O desmonte do Hospital Auxiliar de Suzano e o jogo político que ameaça a saúde pública regional
O que está em curso em Suzano não é um simples desvio de
função de um hospital. É um processo silencioso, cuidadosamente embalado em
discursos publicitários, que desorganiza a rede de saúde, desinforma a
população e destrói um equipamento histórico essencial ao sistema estadual: o Hospital
Auxiliar de Suzano (HAS).
O papel estratégico do HAS dentro do SUS
O HAS foi concebido como unidade de retaguarda vinculada
ao Hospital das Clínicas da Faculdade de Medicina da USP, fazendo parte de
uma rede articulada de atenção à saúde de alta complexidade. Com cerca de 200
leitos e uma equipe multidisciplinar especializada, sua missão sempre foi
clara: oferecer cuidados prolongados, reabilitação, cuidados paliativos e
atenção clínica contínua a pacientes que já superaram a fase aguda, mas que
ainda precisam de suporte técnico especializado.
Essa função permite que hospitais de grande porte, como o
próprio HC, mantenham seus leitos disponíveis para casos graves e urgentes. O
HAS nunca foi pronto-socorro. Nunca foi ambulatório. Sempre foi um pilar da
retaguarda hospitalar — base do equilíbrio da rede pública de saúde.

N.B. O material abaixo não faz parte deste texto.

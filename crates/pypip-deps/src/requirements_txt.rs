//! requirements.txt reading and pinning
//!
//! Only requirement lines are ever rewritten. Comments, blank lines and pip
//! options (`-r other.txt`, `-e .`, `--index-url ...`) are kept verbatim.

use crate::requirement::{normalize_name, RequirementEntry};
use crate::types::ChangeSet;
use crate::{Error, Result};
use std::fmt;
use std::path::{Path, PathBuf};

#[derive(Debug, Clone, PartialEq, Eq)]
enum Line {
    Requirement {
        entry: RequirementEntry,
        raw: String,
        // Inline comment including the whitespace before `#`
        comment: Option<String>,
    },
    Verbatim(String),
}

impl Line {
    fn parse(raw: &str) -> Self {
        let trimmed = raw.trim();
        if trimmed.is_empty() || trimmed.starts_with('#') || trimmed.starts_with('-') {
            return Self::Verbatim(raw.to_string());
        }

        let (body, comment) = match raw.find(" #").or_else(|| raw.find("\t#")) {
            Some(idx) => (&raw[..idx], Some(raw[idx..].to_string())),
            None => (raw, None),
        };

        match RequirementEntry::parse(body) {
            Ok(entry) => Self::Requirement {
                entry,
                raw: raw.to_string(),
                comment,
            },
            Err(err) => {
                tracing::debug!(line = %raw, error = %err, "keeping unparseable requirements line as-is");
                Self::Verbatim(raw.to_string())
            }
        }
    }

    fn matches(&self, normalized: &str) -> bool {
        matches!(self, Self::Requirement { entry, .. } if entry.normalized_name() == normalized)
    }
}

impl fmt::Display for Line {
    fn fmt(&self, f: &mut fmt::Formatter<'_>) -> fmt::Result {
        match self {
            Self::Requirement { raw, .. } | Self::Verbatim(raw) => f.write_str(raw),
        }
    }
}

/// A requirements.txt file
#[derive(Debug, Clone, PartialEq, Eq)]
pub struct RequirementsFile {
    lines: Vec<Line>,
    trailing_newline: bool,
    path: Option<PathBuf>,
}

impl RequirementsFile {
    /// Parse requirements text
    pub fn parse(text: &str) -> Self {
        let trailing_newline = text.is_empty() || text.ends_with('\n');
        let lines = text.lines().map(Line::parse).collect();
        Self {
            lines,
            trailing_newline,
            path: None,
        }
    }

    /// Read and parse a requirements file
    pub fn load(path: &Path) -> Result<Self> {
        let text = std::fs::read_to_string(path)?;
        let mut file = Self::parse(&text);
        file.path = Some(path.to_path_buf());
        Ok(file)
    }

    /// Path the file was loaded from
    pub fn path(&self) -> Option<&Path> {
        self.path.as_deref()
    }

    /// Requirement entries in file order
    pub fn entries(&self) -> impl Iterator<Item = &RequirementEntry> {
        self.lines.iter().filter_map(|line| match line {
            Line::Requirement { entry, .. } => Some(entry),
            Line::Verbatim(_) => None,
        })
    }

    /// Package specs suitable for passing to pip, without comments or options
    pub fn package_specs(&self) -> Vec<String> {
        self.entries().map(ToString::to_string).collect()
    }

    /// Pin a package to an exact version
    ///
    /// `name` may carry extras (`uvicorn[standard]`). The first line naming
    /// the package is rewritten in place and keeps its inline comment; later
    /// duplicates are dropped. When no line names the package, one is appended.
    pub fn pin(&mut self, name: &str, version: &str) -> Result<ChangeSet> {
        let entry = RequirementEntry::parse(name)?;
        if entry.url.is_some() {
            return Err(Error::InvalidRequirement(
                name.to_string(),
                "cannot pin a direct reference".to_string(),
            ));
        }
        let entry = entry.with_constraint(&format!("=={}", version))?;
        let normalized = entry.normalized_name();
        let rendered = entry.to_string();
        let mut changes = ChangeSet::unchanged();

        let mut matches = self
            .lines
            .iter()
            .enumerate()
            .filter(|(_, line)| line.matches(&normalized))
            .map(|(idx, _)| idx);

        let Some(first) = matches.next() else {
            self.lines.push(Line::Requirement {
                entry: entry.clone(),
                raw: rendered,
                comment: None,
            });
            changes.record_added(entry);
            return Ok(changes);
        };
        let duplicates: Vec<usize> = matches.collect();

        if let Line::Requirement {
            entry: current,
            raw,
            comment,
        } = &mut self.lines[first]
        {
            let new_raw = format!("{}{}", rendered, comment.as_deref().unwrap_or(""));
            if *raw != new_raw {
                changes.record_removed(std::mem::replace(raw, new_raw));
                changes.record_added(entry.clone());
            }
            *current = entry;
        }

        for idx in duplicates.into_iter().rev() {
            let removed = self.lines.remove(idx);
            changes.record_removed(removed.to_string());
        }

        Ok(changes)
    }

    /// Delete every line naming the package
    pub fn unpin(&mut self, name: &str) -> ChangeSet {
        let normalized = match RequirementEntry::parse(name) {
            Ok(entry) => entry.normalized_name(),
            Err(_) => normalize_name(name),
        };
        let mut changes = ChangeSet::unchanged();
        self.lines.retain(|line| {
            if line.matches(&normalized) {
                changes.record_removed(line.to_string());
                false
            } else {
                true
            }
        });
        changes
    }
}

impl fmt::Display for RequirementsFile {
    fn fmt(&self, f: &mut fmt::Formatter<'_>) -> fmt::Result {
        for (idx, line) in self.lines.iter().enumerate() {
            if idx > 0 {
                f.write_str("\n")?;
            }
            write!(f, "{}", line)?;
        }
        if self.trailing_newline && !self.lines.is_empty() {
            f.write_str("\n")?;
        }
        Ok(())
    }
}
use super::AppContext;
use crate::display::format_report;
use crate::installer::PipInstaller;
use anyhow::Result;
use clap::Args;
use pypip_deps::ProjectSync;

#[derive(Args, Debug)]
pub struct UninstallArgs {
    /// Packages to uninstall
    #[arg(value_name = "PACKAGES", required = true)]
    pub packages: Vec<String>,

    /// Optional dependency group to remove the packages from
    #[arg(short = 'g', long = "dependency-group", value_name = "GROUP")]
    pub group: Option<String>,

    /// Show what would change without running pip or writing files
    #[arg(long)]
    pub dry_run: bool,
}

pub fn handle_uninstall_command(ctx: &AppContext, args: UninstallArgs) -> Result<()> {
    let project = ctx.project()?;
    let section = ctx.section(args.group.as_deref())?;
    let options = ctx.sync_options(section, args.dry_run);

    tracing::info!(packages = args.packages.len(), section = %options.section, "uninstalling");

    let manifest_path = project.manifest_path();
    let sync = ProjectSync::new(project, PipInstaller::new());
    let report = sync.uninstall(&args.packages, &options)?;

    print!("{}", format_report(&report, &options.section, &manifest_path, args.dry_run));
    Ok(())
}
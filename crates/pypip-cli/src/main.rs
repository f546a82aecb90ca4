//! pypip - install Python packages with pip and keep pyproject.toml in sync.

use anyhow::Result;
use clap::Parser;
use colored::*;
use pypip_cli::commands::{self, AppContext};
use pypip_cli::logging;
use std::path::PathBuf;
use std::process::ExitCode;

#[derive(Parser, Debug)]
#[command(name = "pypip", version)]
#[command(about = "Install Python packages with pip and record them in pyproject.toml", long_about = None)]
struct Cli {
    #[command(subcommand)]
    command: Option<Command>,

    /// Record into (and run pip inside) this hatch environment
    #[arg(long, value_name = "ENV")]
    hatch_env: Option<String>,

    /// Project directory (defaults to searching upward from the current directory)
    #[arg(long, value_name = "DIR")]
    project: Option<PathBuf>,

    /// Python interpreter used to run pip
    #[arg(long, value_name = "PYTHON")]
    python: Option<String>,

    /// Verbose output (-v info, -vv debug, -vvv trace)
    #[arg(short = 'v', action = clap::ArgAction::Count)]
    verbose: u8,
}

#[derive(clap::Subcommand, Debug)]
enum Command {
    /// Install packages and add them to pyproject.toml
    Install(commands::InstallArgs),

    /// Uninstall packages and remove them from pyproject.toml
    Uninstall(commands::UninstallArgs),

    /// List the project's dependencies
    Show(commands::ShowArgs),

    /// Search the package index
    Find(commands::FindArgs),

    /// Show package details from the package index
    Info(commands::InfoArgs),

    /// Manage pypip configuration
    Config {
        #[command(subcommand)]
        command: commands::ConfigCommand,
    },
}

fn run(cli: Cli) -> Result<()> {
    if let Some(Command::Config { command }) = cli.command {
        return commands::handle_config_command(command);
    }

    let ctx = AppContext::load(cli.project, cli.hatch_env, cli.python)?;

    match cli.command {
        Some(Command::Install(args)) => commands::handle_install_command(&ctx, args),
        Some(Command::Uninstall(args)) => commands::handle_uninstall_command(&ctx, args),
        Some(Command::Show(args)) => commands::handle_show_command(&ctx, args),
        Some(Command::Find(args)) => commands::handle_find_command(&ctx, args),
        Some(Command::Info(args)) => commands::handle_info_command(&ctx, args),
        Some(Command::Config { .. }) => Ok(()),
        None => commands::handle_show_command(&ctx, commands::ShowArgs::default()),
    }
}

/// pip's exit code when pip failed, 1 for everything else
fn exit_code(err: &anyhow::Error) -> u8 {
    err.chain()
        .find_map(|cause| match cause.downcast_ref::<pypip_deps::Error>() {
            Some(pypip_deps::Error::InstallerFailed { code, .. }) => Some(*code),
            _ => None,
        })
        .and_then(|code| u8::try_from(code).ok())
        .filter(|code| *code != 0)
        .unwrap_or(1)
}

fn main() -> ExitCode {
    let cli = Cli::parse();
    logging::init(cli.verbose);

    match run(cli) {
        Ok(()) => ExitCode::SUCCESS,
        Err(err) => {
            eprintln!("{} {:#}", "Error:".red().bold(), err);
            ExitCode::from(exit_code(&err))
        }
    }
}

A cortina de fumaça: quando se desvia o foco para
esconder o atraso
Enquanto o sistema de saúde básico da cidade enfrenta
dificuldades reais e crônicas, um novo hospital — que deveria suprir a demanda
por atendimentos de média complexidade — permanece em obras há quase duas
décadas, mesmo tendo recebido recursos federais e estando sob
responsabilidade da administração municipal.
Diante dessa paralisia, autoridades locais optaram por uma
saída política de curto prazo: lançar mão de uma forte campanha de
comunicação para defender a abertura do HAS ao atendimento generalista da
população, transformando um hospital especializado em uma espécie de
pronto-atendimento improvisado.
Trata-se de uma cortina de fumaça que desvia a atenção
daquilo que realmente importa: a necessidade de estruturar e qualificar a
atenção básica e média complexidade, sem comprometer um equipamento que cumpre
papel estratégico na saúde pública paulista.
Uma escolha tecnicamente equivocada e politicamente
oportunista
Transformar o HAS em unidade de "portas abertas" é
uma decisão que fere princípios técnicos do SUS, ignora a lógica da
regionalização da saúde e desrespeita os profissionais que atuam no hospital.
A mudança não está orientada por diagnósticos, dados ou avaliações do sistema.
Está orientada por uma lógica de improviso político que pode custar caro à
população.
Pior: tudo isso acontece sem debate público, sem consulta
popular, sem diálogo com os conselhos de saúde e sem o devido envolvimento da
sociedade civil. O processo avança na surdina, enquanto se constrói a
narrativa de que se está “ampliando” o acesso à saúde. Na prática, porém,
desestrutura-se a base de sustentação do sistema hospitalar regional.
Conclusão: saúde pública exige planejamento, não
propaganda
O SUS é uma das maiores conquistas sociais do povo
brasileiro. Mas para continuar existindo como sistema universal, gratuito e de
qualidade, precisa ser defendido também em suas engrenagens menos visíveis —
como a retaguarda hospitalar.
Retaguarda não é sobra. Retaguarda é base.
E base não pode ser desmontada para encobrir erros de gestão ou justificar
promessas não cumpridas.
O Hospital Auxiliar de Suzano é um patrimônio da saúde
pública paulista. Sua função deve ser fortalecida — não desfigurada.